Last night, on his changing table, he played a game with me. I asked him, "Who loves you? Does Daddy love you?" He would smile. "Yes, he does!" would then bring on a huge laugh. With each family member I named, the chuckles grew bigger and quicker. He was laughing himself silly by the time I got to his great-aunts and great-uncles.

In the midst of all of the sadness and despair, Sam's little world is a much nicer place than the larger world. Sometimes I wish I could live in his world instead of my own.

   

Yesterday Eric and I talked to the priest.

I've been quiet in the journal regarding our marital issues, but the notify list has been hearing some of the more recent details. Things were getting pretty bad, and I was beginning to get severely depressed. At the encouragement of many of you guys, I called my midwife and asked whether my near-constant tears and dark thoughts could be signs of post-partum depression. After discussing it with her, she decided that the best thing for me would be to first go with Eric to talk to our priest. After all, she said, if it was PPD, then it would be very difficult to treat it if things were shaky with my marriage. Additionally, none of my dark thoughts touched upon Sam or my ability to mother him - usual signs of PPD.

We went to the priest, and he listened to us talk. Two major issues came to the front: Eric felt that he had been pressured to become a father before he was ready, and he feels that I'm too careless with money, especially now that he's the sole provider for three.

The first issue got confused quickly as the priest tried to get Eric to elaborate. Hadn't he been trying as hard as me to conceive Sam? Yes. Did he enjoy Sam? Yes. Then where was the problem? Eric felt that doors had been closed and flexibility lost when Sam was born. The more he was pushed to describe exactly which doors had been closed, though, the more he found himself at a loss for words. Everything he could think to mention seemed to all of us, including himself, as easily dismissed by virtue of being either still possible or never really an option anyway. Since he'd only been thinking in generalities before then, he now had trouble speaking in more than those broad generalities. I'm not sure anything was resolved, but perhaps he won't be so sad from now on.
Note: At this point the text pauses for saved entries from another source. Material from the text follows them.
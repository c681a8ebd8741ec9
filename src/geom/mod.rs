//! Box geometry for scene-wide detection labels.
//!
//! This module holds the building blocks that the label set is made of:
//!
//! - [`BBox`]: a single axis-aligned box in `(ymin, xmin, ymax, xmax)` layout
//! - [`BoxList`]: a columnar list of boxes with per-box fields
//! - [`ops`]: pure operations over box lists (overlap pruning, clipping,
//!   concatenation, non-maximum suppression)
//!
//! # Example
//!
//! ```
//! use scenelabel::geom::{ops, BBox, BoxList, ClassId};
//!
//! let mut list = BoxList::from_npboxes(&[[0.0, 0.0, 10.0, 10.0], [0.0, 0.0, 9.0, 9.0]]);
//! list.add_classes(vec![ClassId(1), ClassId(1)]).unwrap();
//! list.add_scores(vec![0.9, 0.8]).unwrap();
//!
//! let kept = ops::non_max_suppression(&list, 10, 0.5, 0.0).unwrap();
//! assert_eq!(kept.get(), &[BBox::new(0.0, 0.0, 10.0, 10.0)]);
//! ```

mod bbox;
mod box_list;
mod ids;
pub mod ops;

pub use bbox::{BBox, BoxKey, MAX_WINDOWS};
pub use box_list::{BoxList, CLASSES, SCORES};
pub use ids::ClassId;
As for the money issue, it quickly became apparent that we're not communicating. Eric pays the bills, balances the checkbook, and otherwise cares for our money. I'm in charge of general shopping, and he gets upset when I spend more than I should. The main issue seems to be that, without a general knowledge of our monetary situation, I can't see the big picture the way he does, and I don't worry. Buying food at full price doesn't frighten me the way it does him. As the priest put it, "Carrie, Eric needs you to worry with him."
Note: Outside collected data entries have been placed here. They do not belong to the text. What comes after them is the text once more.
use std::path::PathBuf;

use anyhow::Context;
use chrono::{DateTime, Utc};
use clap::{Parser, Subcommand};

mod error;
mod ingest;
mod models;
mod pipeline;
mod report;
mod scoring;
mod store;
mod summary;

use crate::models::FailurePayload;

#[derive(Parser)]
#[command(name = "chi-dashboard")]
#[command(about = "Community health index scoring for member activity exports", long_about = None)]
struct Cli {
    /// Most recently uploaded member export
    #[arg(long, global = true, env = "CHI_CSV_PATH", default_value = store::DEFAULT_CSV_PATH)]
    csv: PathBuf,

    /// Processing instant (YYYY-MM-DD or RFC 3339); defaults to now
    #[arg(long, global = true, env = "CHI_AS_OF", value_parser = parse_as_of)]
    as_of: Option<DateTime<Utc>>,

    #[command(subcommand)]
    command: Commands,
}

#[derive(Subcommand)]
enum Commands {
    /// Print the dashboard payload as JSON
    Dashboard {
        #[arg(long)]
        pretty: bool,
    },
    /// List members by CHI score
    Score {
        #[arg(long, default_value_t = 10)]
        limit: usize,
    },
    /// Generate a markdown report
    Report {
        #[arg(long, default_value = "report.md")]
        out: PathBuf,
        #[arg(long, default_value_t = 10)]
        limit: usize,
    },
}

fn parse_as_of(value: &str) -> Result<DateTime<Utc>, String> {
    if let Ok(at) = DateTime::parse_from_rfc3339(value) {
        return Ok(at.with_timezone(&Utc));
    }
    ingest::parse_date(value).ok_or_else(|| format!("invalid date `{value}`"))
}

#[tokio::main]
async fn main() -> anyhow::Result<()> {
    tracing_subscriber::fmt()
        .with_env_filter(
            tracing_subscriber::EnvFilter::from_default_env()
                .add_directive(tracing::Level::INFO.into()),
        )
        .with_writer(std::io::stderr)
        .init();

    let cli = Cli::parse();
    let now = cli.as_of.unwrap_or_else(Utc::now);

    match cli.command {
        Commands::Dashboard { pretty } => {
            let result = store::dashboard_from_path(&cli.csv, now).await;
            let (json, failed) = match &result {
                Ok(dashboard) => (to_json(dashboard, pretty)?, false),
                Err(err) => {
                    if err.is_no_data() {
                        tracing::warn!(path = %cli.csv.display(), "CSV file not found");
                    } else {
                        tracing::error!(error = %err, "error processing data");
                    }
                    (to_json(&FailurePayload::from(err), pretty)?, true)
                }
            };
            println!("{json}");
            if failed {
                std::process::exit(1);
            }
        }
        Commands::Score { limit } => {
            let dashboard = store::dashboard_from_path(&cli.csv, now)
                .await
                .with_context(|| format!("failed to score {}", cli.csv.display()))?;

            if dashboard.members.is_empty() {
                println!("No members found in this upload.");
                return Ok(());
            }

            println!("Top members by CHI score:");
            for member in pipeline::top_members(&dashboard.members, limit) {
                let s = &member.scores;
                println!(
                    "- {} ({}) CHI {} [{}] recency {:.0}, engagement {:.0}, consumption {:.0}, participation {:.0}, streak {:.0}",
                    member.name,
                    member.role,
                    member.chi_score,
                    member.category,
                    s.recency,
                    s.engagement,
                    s.consumption,
                    s.participation,
                    s.streak
                );
            }
        }
        Commands::Report { out, limit } => {
            let dashboard = store::dashboard_from_path(&cli.csv, now)
                .await
                .with_context(|| format!("failed to build report from {}", cli.csv.display()))?;
            let report = report::build_report(&dashboard, now, limit);
            std::fs::write(&out, report)
                .with_context(|| format!("failed to write {}", out.display()))?;
            println!("Report written to {}.", out.display());
        }
    }

    Ok(())
}

fn to_json<T: serde::Serialize>(value: &T, pretty: bool) -> anyhow::Result<String> {
    let json = if pretty {
        serde_json::to_string_pretty(value)?
    } else {
        serde_json::to_string(value)?
    };
    Ok(json)
}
Communication. I guess I should have seen it coming.

I'm not certain that one small talk with the priest will get us back on track, but it could help. After all, the knowledge of how easy it is to lose a loved one in the blink of an eye makes us all the more eager to resolve issues that now seem petty and unimportant.

   

Eric's spending more time enjoying Sam lately, as I mentioned. He's engaging him in dialogue, reading to him, and playing with him. Sam, always the Daddy-devotee, is eating it all up like mad. Yesterday, they hung out together for an unprecedented couple of hours while I did some computer work.

The priest encouraged Eric to take Sam out by himself for a while, even for just a walk around the neighborhood. He might get brave enough sometime later this week, perhaps.